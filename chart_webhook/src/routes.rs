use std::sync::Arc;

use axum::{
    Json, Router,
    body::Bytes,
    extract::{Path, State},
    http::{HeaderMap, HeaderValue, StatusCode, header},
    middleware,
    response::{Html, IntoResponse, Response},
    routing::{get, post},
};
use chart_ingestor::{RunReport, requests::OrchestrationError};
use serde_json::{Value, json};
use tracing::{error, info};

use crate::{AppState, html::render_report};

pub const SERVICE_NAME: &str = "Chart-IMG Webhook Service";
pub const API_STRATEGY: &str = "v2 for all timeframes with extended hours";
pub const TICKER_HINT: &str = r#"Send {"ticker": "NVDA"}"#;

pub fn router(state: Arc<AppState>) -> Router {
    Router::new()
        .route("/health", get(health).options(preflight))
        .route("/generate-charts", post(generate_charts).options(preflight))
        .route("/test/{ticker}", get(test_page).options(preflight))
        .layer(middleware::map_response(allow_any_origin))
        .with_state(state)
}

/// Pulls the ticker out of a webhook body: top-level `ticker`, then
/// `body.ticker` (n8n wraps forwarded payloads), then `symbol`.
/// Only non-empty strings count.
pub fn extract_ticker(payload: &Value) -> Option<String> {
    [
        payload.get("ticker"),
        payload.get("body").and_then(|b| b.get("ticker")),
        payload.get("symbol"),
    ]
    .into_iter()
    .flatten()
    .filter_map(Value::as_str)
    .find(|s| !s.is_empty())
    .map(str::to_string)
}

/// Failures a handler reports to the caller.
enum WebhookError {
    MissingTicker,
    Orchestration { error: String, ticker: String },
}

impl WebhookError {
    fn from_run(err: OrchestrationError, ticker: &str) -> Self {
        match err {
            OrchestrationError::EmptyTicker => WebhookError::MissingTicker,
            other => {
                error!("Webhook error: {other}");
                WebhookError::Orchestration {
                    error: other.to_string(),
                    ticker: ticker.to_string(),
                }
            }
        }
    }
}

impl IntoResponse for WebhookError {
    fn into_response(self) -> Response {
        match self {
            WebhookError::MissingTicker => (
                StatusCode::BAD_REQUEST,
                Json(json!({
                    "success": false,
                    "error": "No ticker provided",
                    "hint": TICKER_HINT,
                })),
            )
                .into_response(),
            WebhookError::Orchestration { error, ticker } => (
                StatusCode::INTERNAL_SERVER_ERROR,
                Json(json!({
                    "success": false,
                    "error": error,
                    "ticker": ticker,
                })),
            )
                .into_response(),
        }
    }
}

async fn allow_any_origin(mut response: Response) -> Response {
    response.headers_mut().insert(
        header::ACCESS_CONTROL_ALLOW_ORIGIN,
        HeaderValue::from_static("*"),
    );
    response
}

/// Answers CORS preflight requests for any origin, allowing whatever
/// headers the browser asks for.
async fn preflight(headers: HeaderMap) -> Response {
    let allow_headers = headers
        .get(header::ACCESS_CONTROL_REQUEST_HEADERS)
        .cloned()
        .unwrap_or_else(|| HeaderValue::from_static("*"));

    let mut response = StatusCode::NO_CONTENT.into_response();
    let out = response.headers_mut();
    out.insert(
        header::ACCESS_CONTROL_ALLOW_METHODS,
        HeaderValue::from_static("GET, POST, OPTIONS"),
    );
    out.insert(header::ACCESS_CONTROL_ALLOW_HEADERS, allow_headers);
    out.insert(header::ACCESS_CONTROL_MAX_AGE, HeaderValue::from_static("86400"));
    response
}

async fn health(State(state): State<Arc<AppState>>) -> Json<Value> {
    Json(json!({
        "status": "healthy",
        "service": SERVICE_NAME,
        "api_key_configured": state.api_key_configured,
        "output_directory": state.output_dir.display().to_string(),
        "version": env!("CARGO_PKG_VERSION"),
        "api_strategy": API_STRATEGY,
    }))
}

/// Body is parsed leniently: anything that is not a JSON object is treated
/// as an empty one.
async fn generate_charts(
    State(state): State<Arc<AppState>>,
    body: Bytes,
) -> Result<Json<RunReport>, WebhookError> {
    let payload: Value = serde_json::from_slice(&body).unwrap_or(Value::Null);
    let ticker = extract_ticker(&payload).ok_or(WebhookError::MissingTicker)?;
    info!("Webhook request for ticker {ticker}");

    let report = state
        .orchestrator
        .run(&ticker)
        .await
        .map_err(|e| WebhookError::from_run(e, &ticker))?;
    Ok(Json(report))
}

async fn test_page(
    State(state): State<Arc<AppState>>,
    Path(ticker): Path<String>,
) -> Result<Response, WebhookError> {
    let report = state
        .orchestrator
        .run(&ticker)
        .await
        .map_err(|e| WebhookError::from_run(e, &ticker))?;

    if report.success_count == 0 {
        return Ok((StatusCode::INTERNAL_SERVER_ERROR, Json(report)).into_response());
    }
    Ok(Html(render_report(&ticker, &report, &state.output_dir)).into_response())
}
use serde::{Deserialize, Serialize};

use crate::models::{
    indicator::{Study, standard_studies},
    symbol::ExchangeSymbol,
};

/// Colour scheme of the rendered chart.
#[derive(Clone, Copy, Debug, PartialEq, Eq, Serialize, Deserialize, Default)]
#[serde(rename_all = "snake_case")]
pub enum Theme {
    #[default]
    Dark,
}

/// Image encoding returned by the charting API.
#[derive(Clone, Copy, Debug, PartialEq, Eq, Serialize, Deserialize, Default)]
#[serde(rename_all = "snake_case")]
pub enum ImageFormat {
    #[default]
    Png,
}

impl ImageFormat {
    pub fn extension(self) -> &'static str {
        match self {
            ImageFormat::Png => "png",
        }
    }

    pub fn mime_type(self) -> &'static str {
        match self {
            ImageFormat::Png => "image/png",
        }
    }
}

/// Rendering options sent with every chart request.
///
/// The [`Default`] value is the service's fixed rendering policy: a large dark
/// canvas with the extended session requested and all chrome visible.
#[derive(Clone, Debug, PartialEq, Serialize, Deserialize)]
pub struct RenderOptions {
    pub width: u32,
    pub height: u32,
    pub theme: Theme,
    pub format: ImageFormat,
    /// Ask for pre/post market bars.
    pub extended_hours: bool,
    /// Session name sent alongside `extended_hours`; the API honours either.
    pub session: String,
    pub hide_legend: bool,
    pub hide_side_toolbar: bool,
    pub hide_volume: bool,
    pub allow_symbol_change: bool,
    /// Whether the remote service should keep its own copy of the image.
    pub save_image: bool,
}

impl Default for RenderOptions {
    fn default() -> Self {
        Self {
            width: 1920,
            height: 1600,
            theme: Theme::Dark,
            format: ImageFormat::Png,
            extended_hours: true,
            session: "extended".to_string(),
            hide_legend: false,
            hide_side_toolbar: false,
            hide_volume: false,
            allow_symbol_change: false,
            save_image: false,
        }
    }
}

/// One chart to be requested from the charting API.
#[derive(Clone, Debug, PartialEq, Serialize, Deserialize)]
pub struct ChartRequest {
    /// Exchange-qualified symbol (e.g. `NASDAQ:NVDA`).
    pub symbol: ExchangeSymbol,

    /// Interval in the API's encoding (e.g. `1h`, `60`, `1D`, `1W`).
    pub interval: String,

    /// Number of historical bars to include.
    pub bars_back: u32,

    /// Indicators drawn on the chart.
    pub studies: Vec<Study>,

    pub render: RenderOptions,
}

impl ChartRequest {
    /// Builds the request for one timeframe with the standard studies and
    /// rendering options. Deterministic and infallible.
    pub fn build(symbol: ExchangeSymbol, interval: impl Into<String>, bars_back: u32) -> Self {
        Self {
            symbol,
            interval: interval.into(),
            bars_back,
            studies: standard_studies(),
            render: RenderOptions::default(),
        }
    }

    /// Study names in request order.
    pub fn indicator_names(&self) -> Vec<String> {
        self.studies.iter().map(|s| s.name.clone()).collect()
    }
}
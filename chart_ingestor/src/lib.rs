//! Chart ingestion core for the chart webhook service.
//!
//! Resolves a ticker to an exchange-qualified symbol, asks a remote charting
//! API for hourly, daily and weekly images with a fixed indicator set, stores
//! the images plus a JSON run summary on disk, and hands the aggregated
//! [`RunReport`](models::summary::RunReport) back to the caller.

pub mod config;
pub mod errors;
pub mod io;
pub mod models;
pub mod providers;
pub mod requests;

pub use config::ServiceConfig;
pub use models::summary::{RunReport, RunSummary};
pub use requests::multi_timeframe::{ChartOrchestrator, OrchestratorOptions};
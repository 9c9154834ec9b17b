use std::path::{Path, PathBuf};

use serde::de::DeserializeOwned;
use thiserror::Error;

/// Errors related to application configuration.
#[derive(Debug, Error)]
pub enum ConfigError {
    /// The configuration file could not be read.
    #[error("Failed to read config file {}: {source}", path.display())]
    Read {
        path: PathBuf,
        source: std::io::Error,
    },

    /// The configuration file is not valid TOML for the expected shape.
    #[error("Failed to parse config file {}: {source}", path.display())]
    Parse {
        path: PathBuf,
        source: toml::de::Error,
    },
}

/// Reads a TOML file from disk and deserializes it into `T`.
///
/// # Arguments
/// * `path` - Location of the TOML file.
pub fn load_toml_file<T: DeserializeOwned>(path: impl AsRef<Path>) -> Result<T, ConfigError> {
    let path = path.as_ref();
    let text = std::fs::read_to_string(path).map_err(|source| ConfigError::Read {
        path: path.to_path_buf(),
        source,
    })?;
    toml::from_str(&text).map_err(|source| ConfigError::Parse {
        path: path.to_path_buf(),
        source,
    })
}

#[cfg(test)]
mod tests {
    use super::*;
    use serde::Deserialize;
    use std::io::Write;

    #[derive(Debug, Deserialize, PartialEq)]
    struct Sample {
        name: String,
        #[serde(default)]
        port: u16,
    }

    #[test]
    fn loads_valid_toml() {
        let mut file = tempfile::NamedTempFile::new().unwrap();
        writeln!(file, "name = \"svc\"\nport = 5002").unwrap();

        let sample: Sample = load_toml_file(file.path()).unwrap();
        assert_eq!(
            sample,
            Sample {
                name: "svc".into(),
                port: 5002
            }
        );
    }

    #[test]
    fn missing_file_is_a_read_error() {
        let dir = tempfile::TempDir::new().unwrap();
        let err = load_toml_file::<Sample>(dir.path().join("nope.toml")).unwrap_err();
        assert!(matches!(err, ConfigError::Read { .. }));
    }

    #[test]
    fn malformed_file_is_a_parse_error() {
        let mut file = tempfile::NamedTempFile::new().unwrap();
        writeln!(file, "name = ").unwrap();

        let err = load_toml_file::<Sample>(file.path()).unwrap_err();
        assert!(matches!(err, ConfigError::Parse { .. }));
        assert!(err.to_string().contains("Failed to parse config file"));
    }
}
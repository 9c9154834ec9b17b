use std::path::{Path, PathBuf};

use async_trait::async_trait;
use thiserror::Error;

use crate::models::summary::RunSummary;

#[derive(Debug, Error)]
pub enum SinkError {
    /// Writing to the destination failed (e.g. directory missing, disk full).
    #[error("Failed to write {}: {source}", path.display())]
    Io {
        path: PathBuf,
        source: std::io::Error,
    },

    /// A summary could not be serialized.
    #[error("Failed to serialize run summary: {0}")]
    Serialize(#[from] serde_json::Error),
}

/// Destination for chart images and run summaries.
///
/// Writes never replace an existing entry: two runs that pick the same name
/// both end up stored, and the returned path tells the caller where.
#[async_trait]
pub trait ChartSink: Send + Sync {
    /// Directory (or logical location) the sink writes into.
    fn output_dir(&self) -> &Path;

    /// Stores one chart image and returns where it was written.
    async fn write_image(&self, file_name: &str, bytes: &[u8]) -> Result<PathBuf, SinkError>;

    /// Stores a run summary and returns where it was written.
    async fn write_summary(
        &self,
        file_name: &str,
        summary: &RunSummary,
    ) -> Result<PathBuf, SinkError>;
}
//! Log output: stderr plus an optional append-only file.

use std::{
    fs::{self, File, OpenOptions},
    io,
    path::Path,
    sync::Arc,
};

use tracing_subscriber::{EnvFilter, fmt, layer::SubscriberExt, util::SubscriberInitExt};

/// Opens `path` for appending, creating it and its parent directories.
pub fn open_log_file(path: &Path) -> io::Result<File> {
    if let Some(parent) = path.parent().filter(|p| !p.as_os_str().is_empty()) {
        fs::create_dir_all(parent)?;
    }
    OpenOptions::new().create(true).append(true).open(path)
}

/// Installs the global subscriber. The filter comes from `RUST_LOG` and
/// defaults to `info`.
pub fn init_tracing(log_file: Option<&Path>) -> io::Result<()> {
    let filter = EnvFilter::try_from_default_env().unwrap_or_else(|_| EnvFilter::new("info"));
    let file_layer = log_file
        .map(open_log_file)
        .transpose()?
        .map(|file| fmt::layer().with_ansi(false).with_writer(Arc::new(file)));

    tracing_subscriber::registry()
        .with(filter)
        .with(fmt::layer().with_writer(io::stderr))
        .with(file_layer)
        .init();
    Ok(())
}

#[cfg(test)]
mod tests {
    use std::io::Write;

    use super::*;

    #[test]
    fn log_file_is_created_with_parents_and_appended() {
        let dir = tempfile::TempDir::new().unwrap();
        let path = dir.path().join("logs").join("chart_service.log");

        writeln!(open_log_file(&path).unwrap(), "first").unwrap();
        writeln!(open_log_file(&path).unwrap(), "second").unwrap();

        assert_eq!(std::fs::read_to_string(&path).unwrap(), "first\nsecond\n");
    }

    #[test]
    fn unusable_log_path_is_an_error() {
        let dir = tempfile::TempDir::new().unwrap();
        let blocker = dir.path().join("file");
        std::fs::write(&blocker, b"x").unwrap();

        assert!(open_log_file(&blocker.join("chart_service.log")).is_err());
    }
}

• **What the exercise asks**
Line count for the word "true": tally the lines of the records above that hold it and give only that figure.

• **Answer space**
2